There are approximately 28,000 federal employees in Oregon and another 3,400 in Clark County, Washington. Each federal agency has its own decommissioning plan, but workers can be divided into three general categories:
- About a third are not affected because they work for the US Postal Service, the Bonneville Power Administration or other agencies with their own funding mechanisms.
- Another third are directed to stay in the job as they are essential to public safety. That list includes airport screeners, air traffic controllers, border guards, federal law enforcement, hospital medical care, the military, power grid maintenance staff, and veterans administration caregivers. They are expected to keep working but will not be paid until funding starts again.
- The last group – including around a third of the local federal workforce – will not work during a shutdown. These include part-time workers for agencies such as the forest service. With previous closings, Congress paid workers on leave afterwards, but there is no guarantee.
The Oregon Employment Department estimates that approximately 13,000 Oregon jobs could be affected by federal vacation.

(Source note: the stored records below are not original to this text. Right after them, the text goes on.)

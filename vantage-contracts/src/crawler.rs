use std::{fmt, sync::Arc};

use async_trait::async_trait;
use url::Url;

use crate::{error::CrawlError, request_engine::RequestEngine};

/// Receives crawler notifications as they happen.
pub trait CrawlerEventHandler: Send + Sync {
    fn link_discovered(&self, link: &Url);
}

/// Seed and event sinks for one crawler run.
#[derive(Clone)]
pub struct CrawlerConfig {
    base_uri: Url,
    handlers: Vec<Arc<dyn CrawlerEventHandler>>,
}

impl fmt::Debug for CrawlerConfig {
    fn fmt(&self, f: &mut fmt::Formatter<'_>) -> fmt::Result {
        f.debug_struct("CrawlerConfig")
            .field("base_uri", &self.base_uri.as_str())
            .field("handler_count", &self.handlers.len())
            .finish()
    }
}

impl CrawlerConfig {
    pub fn new(base_uri: Url) -> Self {
        Self {
            base_uri,
            handlers: Vec::new(),
        }
    }

    pub fn base_uri(&self) -> &Url {
        &self.base_uri
    }

    pub fn add_event_handler(&mut self, handler: Arc<dyn CrawlerEventHandler>) {
        self.handlers.push(handler);
    }

    /// Fans a discovered link out to every registered handler.
    pub fn notify_link(&self, link: &Url) {
        for handler in &self.handlers {
            handler.link_discovered(link);
        }
    }
}

/// A running (or runnable) crawl.
///
/// `start` launches the crawl in the background and returns; `wait_finished`
/// resolves once the crawl has drained or been stopped. `stop` may be called
/// from any thread at any time and must be idempotent.
#[async_trait]
pub trait Crawler: Send + Sync {
    fn start(&self) -> Result<(), CrawlError>;

    async fn wait_finished(&self) -> Result<(), CrawlError>;

    fn stop(&self);
}

pub trait CrawlerFactory: Send + Sync {
    fn create_config(&self, base_uri: &Url) -> CrawlerConfig {
        CrawlerConfig::new(base_uri.clone())
    }

    fn create(
        &self,
        config: CrawlerConfig,
        request_engine: Arc<dyn RequestEngine>,
    ) -> Arc<dyn Crawler>;
}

During the 2018 closure, agencies such as the National Science Foundation, US Fish and Wildlife, US Geological Survey, Environmental Protection Agency, National Institute of Standards and Technology, and National Oceanic and Atmospheric Administration ceased operations.
âThe employees just want to do their job. All they ask is to be paid for their work and they want to be used as political pawns, âsaid Timothy DeBolt, Northwest Representative for the American Federation of Government Employees.
According to the Committee for a Responsible Federal Budget, closures in 2013 and 2018 resulted in around 850,000 of the more than two million non-postal federal employees taking leave nationwide.
What about national parks and monuments?
We do not know it. When they closed in 2013, national parks and monuments were completely closed, resulting in iconic photos of old veterans denied entry to a WWII memorial and vacationers being turned away. Many parks remained open during the 2018 closure, although services such as garbage collection were temporarily suspended.
What about government programs like the Oregon Health Plan and Temporary Aid to Needy Families who are heavily dependent on federal funding?
The Oregon Health Authority said it is monitoring the situation and currently has the resources to continue any federally funded health programs.
“Federal grants, like those from the OHA’s public health department from the Centers for Disease Control and Prevention, remain active,” the agency said in a statement. âNeither FEMA dollar funded projects that are deemed material nor Medicaid funds should be affected. We encourage Oregonians to continue to have access to the Oregon Health Plan, the Special Nutritional Supplement Program for Women, Infants, and Children (better known as WIC), the Children’s Health Insurance Program (CHIP), and other benefits. “
The Oregon legislative budget for 2019-2021 includes more than $ 24 billion in federal funding for grants, state funding, and entitlement programs.
The Oregon Health Authority said it was also committed to the WIC programs: âWIC clinics are open as usual; WIC participants should use their eWIC cards to continue buying healthy groceries for their families and not to miss any scheduled appointments; WIC continues to register all authorized persons who are interested in WIC services; WIC-authorized grocery stores, pharmacies and farmers should continue to accept eWIC cards, âthe agency said in a statement.
In summary, the Oregon Health Authority’s federally funded programs should have little impact unless a shutdown is prolonged.
How would a 2021 shutdown compare to previous state shutdowns?
If it does, it will likely be a major shutdown as the current Congress hasn’t passed funding laws.
The last closure from December 2018 to January 2019 was a partial closure as Congress had already passed five of 12 budget laws. That shutdown lasted 35 days and reduced U.S. economic growth by an estimated $ 3 billion, according to the Congressional Budget Office.